#### Task
From the first line of the material below to the line containing "impl FromStr for", repeat every line exactly and add nothing.

#### Records shown
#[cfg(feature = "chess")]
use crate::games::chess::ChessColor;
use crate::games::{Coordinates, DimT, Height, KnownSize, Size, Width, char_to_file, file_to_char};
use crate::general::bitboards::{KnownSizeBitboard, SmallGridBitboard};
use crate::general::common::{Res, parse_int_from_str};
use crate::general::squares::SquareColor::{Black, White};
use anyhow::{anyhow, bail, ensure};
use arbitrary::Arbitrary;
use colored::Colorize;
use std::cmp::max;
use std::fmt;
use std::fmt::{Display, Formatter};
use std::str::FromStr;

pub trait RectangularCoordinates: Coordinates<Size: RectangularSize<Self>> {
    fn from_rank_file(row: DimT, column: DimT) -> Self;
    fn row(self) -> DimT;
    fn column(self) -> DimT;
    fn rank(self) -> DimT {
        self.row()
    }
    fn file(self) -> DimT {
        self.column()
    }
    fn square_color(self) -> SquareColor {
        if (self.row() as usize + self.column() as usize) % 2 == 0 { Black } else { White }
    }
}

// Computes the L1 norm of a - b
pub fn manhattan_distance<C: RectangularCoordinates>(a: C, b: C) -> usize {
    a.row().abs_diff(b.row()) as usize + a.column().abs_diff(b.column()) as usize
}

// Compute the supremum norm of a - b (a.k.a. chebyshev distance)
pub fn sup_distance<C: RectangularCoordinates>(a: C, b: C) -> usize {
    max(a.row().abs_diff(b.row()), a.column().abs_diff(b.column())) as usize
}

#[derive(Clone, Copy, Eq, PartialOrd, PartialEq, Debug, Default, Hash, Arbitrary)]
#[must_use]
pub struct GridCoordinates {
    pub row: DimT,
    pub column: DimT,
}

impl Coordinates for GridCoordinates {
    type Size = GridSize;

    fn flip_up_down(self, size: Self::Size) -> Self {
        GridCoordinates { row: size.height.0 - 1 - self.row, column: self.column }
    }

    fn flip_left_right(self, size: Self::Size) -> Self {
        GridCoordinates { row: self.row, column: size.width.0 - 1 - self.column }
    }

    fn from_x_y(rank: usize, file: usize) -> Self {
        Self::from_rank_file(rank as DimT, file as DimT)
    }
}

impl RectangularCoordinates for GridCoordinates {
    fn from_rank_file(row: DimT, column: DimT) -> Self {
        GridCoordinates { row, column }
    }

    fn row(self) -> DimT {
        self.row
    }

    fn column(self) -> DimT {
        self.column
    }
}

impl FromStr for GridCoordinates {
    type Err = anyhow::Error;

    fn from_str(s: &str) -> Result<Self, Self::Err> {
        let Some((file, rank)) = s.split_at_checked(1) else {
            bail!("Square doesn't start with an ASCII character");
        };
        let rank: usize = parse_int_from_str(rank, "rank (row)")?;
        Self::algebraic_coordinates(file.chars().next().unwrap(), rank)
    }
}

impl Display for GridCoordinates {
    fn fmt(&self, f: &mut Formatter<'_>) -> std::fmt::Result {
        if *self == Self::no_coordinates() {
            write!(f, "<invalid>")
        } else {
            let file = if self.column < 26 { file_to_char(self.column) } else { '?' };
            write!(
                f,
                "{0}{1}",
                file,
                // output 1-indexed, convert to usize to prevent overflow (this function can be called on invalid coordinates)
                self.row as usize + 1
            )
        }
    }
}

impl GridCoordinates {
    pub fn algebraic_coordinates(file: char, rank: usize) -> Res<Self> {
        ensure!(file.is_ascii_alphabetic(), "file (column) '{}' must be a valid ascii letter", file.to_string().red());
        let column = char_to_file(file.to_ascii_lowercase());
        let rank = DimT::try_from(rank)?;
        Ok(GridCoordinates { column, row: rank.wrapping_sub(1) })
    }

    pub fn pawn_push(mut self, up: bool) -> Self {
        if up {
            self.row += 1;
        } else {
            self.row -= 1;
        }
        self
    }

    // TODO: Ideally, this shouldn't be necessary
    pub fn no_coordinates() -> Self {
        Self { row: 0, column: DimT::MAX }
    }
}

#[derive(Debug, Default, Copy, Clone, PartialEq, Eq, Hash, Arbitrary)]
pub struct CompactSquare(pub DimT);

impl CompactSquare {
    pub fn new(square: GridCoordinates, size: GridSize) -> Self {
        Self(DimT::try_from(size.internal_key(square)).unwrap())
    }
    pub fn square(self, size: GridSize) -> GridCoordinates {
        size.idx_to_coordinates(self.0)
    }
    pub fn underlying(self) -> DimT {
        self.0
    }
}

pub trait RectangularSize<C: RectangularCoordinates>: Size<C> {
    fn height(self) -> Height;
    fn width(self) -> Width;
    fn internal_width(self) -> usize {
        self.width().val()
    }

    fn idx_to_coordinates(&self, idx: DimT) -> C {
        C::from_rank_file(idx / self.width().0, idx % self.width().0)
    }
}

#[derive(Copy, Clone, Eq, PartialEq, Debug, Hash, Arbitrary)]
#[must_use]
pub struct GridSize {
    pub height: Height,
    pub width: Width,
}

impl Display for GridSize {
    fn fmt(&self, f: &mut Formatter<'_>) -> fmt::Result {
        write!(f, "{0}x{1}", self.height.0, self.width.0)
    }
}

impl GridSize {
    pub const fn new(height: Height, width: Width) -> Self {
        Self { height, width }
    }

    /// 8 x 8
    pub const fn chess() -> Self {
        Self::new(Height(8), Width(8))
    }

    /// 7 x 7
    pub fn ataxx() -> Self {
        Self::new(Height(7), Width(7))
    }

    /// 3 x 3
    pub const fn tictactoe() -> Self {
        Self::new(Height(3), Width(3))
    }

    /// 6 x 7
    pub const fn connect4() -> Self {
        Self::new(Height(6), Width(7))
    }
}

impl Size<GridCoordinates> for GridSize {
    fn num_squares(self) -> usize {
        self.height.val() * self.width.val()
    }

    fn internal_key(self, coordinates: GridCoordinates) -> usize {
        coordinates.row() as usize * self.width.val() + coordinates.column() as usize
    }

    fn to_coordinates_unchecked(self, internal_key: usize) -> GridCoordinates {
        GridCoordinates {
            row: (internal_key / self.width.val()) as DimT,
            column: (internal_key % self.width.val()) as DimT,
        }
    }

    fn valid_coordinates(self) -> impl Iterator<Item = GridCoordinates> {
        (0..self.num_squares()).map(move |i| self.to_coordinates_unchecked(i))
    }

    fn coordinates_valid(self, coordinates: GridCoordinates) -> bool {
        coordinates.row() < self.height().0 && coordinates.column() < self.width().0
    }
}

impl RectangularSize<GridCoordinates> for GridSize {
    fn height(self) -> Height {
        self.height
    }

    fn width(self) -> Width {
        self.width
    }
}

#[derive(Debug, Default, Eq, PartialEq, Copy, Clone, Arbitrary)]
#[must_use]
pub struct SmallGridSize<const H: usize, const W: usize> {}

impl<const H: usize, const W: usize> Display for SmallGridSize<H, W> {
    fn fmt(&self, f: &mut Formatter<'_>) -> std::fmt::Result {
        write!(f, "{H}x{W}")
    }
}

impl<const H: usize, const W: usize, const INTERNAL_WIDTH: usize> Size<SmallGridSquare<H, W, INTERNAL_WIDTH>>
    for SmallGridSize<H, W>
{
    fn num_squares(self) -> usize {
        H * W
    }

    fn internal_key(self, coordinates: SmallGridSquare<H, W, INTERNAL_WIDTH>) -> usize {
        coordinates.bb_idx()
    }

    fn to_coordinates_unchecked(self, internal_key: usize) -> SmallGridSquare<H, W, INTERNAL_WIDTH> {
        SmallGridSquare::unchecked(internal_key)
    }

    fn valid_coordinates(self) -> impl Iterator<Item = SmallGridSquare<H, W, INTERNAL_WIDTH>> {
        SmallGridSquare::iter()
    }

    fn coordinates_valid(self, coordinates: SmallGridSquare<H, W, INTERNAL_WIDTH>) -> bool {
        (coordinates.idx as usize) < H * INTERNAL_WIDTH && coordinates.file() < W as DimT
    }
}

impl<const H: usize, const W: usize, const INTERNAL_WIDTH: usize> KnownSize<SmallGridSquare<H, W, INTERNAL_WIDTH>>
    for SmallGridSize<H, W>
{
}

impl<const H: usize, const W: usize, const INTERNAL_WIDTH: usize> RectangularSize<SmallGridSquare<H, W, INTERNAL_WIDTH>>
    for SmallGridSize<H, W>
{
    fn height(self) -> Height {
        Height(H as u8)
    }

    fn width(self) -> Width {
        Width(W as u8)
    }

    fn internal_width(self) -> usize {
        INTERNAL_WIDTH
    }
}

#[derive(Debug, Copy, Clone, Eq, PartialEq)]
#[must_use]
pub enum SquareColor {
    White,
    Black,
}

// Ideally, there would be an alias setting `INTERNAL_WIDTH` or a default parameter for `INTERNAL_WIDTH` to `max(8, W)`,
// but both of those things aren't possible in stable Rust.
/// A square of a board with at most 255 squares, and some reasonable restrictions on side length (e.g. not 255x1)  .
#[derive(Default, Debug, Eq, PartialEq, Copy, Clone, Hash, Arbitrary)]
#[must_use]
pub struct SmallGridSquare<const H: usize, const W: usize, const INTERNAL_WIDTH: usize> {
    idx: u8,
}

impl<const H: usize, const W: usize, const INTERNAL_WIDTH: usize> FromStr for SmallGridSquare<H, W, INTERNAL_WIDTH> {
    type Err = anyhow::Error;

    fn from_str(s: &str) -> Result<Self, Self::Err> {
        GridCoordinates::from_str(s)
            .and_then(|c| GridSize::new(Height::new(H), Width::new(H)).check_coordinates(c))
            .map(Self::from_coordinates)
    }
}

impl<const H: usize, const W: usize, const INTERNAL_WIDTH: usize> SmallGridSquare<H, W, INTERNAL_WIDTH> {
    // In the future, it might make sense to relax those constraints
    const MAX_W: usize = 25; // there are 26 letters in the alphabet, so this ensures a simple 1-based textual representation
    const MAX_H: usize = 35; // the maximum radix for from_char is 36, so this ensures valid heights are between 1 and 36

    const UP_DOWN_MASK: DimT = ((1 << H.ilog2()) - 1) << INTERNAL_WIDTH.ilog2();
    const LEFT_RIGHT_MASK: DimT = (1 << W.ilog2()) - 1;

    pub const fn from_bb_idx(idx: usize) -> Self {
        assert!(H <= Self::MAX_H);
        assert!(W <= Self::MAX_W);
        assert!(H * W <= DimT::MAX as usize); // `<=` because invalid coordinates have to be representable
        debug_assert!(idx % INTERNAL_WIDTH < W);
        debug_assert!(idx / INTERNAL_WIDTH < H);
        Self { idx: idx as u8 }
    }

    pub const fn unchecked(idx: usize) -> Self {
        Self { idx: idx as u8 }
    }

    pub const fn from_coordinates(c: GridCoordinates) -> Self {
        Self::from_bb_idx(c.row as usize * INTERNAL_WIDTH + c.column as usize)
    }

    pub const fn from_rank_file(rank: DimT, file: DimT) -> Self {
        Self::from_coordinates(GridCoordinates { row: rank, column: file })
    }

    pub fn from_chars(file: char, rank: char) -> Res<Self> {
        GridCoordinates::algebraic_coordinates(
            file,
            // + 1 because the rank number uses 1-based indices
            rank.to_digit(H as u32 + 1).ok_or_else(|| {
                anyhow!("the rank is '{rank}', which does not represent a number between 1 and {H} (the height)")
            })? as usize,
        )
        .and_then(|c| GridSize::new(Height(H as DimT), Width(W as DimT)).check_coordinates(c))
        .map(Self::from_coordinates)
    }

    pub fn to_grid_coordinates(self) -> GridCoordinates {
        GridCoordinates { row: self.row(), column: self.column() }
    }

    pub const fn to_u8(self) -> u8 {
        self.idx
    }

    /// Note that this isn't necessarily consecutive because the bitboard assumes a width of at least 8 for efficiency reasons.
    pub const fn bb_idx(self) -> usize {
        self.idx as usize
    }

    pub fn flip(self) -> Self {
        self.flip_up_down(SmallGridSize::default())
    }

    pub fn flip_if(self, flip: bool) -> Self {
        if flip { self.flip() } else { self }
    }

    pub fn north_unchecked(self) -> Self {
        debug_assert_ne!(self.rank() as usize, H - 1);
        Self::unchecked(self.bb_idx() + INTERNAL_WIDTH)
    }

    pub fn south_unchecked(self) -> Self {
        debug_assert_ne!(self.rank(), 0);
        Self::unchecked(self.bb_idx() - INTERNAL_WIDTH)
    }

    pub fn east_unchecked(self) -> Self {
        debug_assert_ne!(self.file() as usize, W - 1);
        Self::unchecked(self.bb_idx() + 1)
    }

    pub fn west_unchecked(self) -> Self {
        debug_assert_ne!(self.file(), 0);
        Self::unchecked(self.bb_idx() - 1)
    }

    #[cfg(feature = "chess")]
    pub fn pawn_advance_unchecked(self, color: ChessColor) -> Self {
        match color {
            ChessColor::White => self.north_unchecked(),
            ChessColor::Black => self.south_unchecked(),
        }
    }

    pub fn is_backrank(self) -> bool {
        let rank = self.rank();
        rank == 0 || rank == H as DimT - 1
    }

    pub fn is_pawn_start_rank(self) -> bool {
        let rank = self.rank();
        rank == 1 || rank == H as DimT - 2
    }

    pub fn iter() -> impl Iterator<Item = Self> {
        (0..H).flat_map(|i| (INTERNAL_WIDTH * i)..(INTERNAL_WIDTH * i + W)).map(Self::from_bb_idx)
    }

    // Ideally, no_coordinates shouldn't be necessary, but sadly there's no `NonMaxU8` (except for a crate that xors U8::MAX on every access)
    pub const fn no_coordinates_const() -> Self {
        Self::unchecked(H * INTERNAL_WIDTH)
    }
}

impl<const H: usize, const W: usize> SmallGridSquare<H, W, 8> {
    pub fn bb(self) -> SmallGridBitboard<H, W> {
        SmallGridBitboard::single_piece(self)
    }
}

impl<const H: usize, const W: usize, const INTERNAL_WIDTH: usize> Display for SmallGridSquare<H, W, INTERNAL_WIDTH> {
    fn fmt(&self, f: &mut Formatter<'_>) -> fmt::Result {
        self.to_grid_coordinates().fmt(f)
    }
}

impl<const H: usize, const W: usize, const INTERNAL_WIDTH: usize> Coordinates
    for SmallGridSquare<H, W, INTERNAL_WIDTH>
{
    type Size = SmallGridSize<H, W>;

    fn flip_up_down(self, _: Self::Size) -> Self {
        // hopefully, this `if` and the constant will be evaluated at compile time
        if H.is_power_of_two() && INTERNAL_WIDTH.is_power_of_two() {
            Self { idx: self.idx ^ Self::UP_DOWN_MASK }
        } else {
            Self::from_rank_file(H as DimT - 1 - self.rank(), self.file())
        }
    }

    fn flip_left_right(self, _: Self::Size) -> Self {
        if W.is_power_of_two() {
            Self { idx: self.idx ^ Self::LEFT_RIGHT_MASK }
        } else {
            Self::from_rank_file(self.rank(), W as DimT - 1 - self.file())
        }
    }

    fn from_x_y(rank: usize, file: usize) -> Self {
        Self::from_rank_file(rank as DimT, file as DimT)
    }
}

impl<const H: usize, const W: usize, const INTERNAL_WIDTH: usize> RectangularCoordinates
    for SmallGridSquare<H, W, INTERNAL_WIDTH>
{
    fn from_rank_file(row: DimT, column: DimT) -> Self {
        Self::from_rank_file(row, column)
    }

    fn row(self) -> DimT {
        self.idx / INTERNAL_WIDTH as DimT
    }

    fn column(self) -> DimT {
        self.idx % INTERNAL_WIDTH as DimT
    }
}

#### Result for this task
#[cfg(feature = "chess")]
use crate::games::chess::ChessColor;
use crate::games::{Coordinates, DimT, Height, KnownSize, Size, Width, char_to_file, file_to_char};
use crate::general::bitboards::{KnownSizeBitboard, SmallGridBitboard};
use crate::general::common::{Res, parse_int_from_str};
use crate::general::squares::SquareColor::{Black, White};
use anyhow::{anyhow, bail, ensure};
use arbitrary::Arbitrary;
use colored::Colorize;
use std::cmp::max;
use std::fmt;
use std::fmt::{Display, Formatter};
use std::str::FromStr;

pub trait RectangularCoordinates: Coordinates<Size: RectangularSize<Self>> {
    fn from_rank_file(row: DimT, column: DimT) -> Self;
    fn row(self) -> DimT;
    fn column(self) -> DimT;
    fn rank(self) -> DimT {
        self.row()
    }
    fn file(self) -> DimT {
        self.column()
    }
    fn square_color(self) -> SquareColor {
        if (self.row() as usize + self.column() as usize) % 2 == 0 { Black } else { White }
    }
}

// Computes the L1 norm of a - b
pub fn manhattan_distance<C: RectangularCoordinates>(a: C, b: C) -> usize {
    a.row().abs_diff(b.row()) as usize + a.column().abs_diff(b.column()) as usize
}

// Compute the supremum norm of a - b (a.k.a. chebyshev distance)
pub fn sup_distance<C: RectangularCoordinates>(a: C, b: C) -> usize {
    max(a.row().abs_diff(b.row()), a.column().abs_diff(b.column())) as usize
}

#[derive(Clone, Copy, Eq, PartialOrd, PartialEq, Debug, Default, Hash, Arbitrary)]
#[must_use]
pub struct GridCoordinates {
    pub row: DimT,
    pub column: DimT,
}

impl Coordinates for GridCoordinates {
    type Size = GridSize;

    fn flip_up_down(self, size: Self::Size) -> Self {
        GridCoordinates { row: size.height.0 - 1 - self.row, column: self.column }
    }

    fn flip_left_right(self, size: Self::Size) -> Self {
        GridCoordinates { row: self.row, column: size.width.0 - 1 - self.column }
    }

    fn from_x_y(rank: usize, file: usize) -> Self {
        Self::from_rank_file(rank as DimT, file as DimT)
    }
}

impl RectangularCoordinates for GridCoordinates {
    fn from_rank_file(row: DimT, column: DimT) -> Self {
        GridCoordinates { row, column }
    }

    fn row(self) -> DimT {
        self.row
    }

    fn column(self) -> DimT {
        self.column
    }
}

impl FromStr for GridCoordinates {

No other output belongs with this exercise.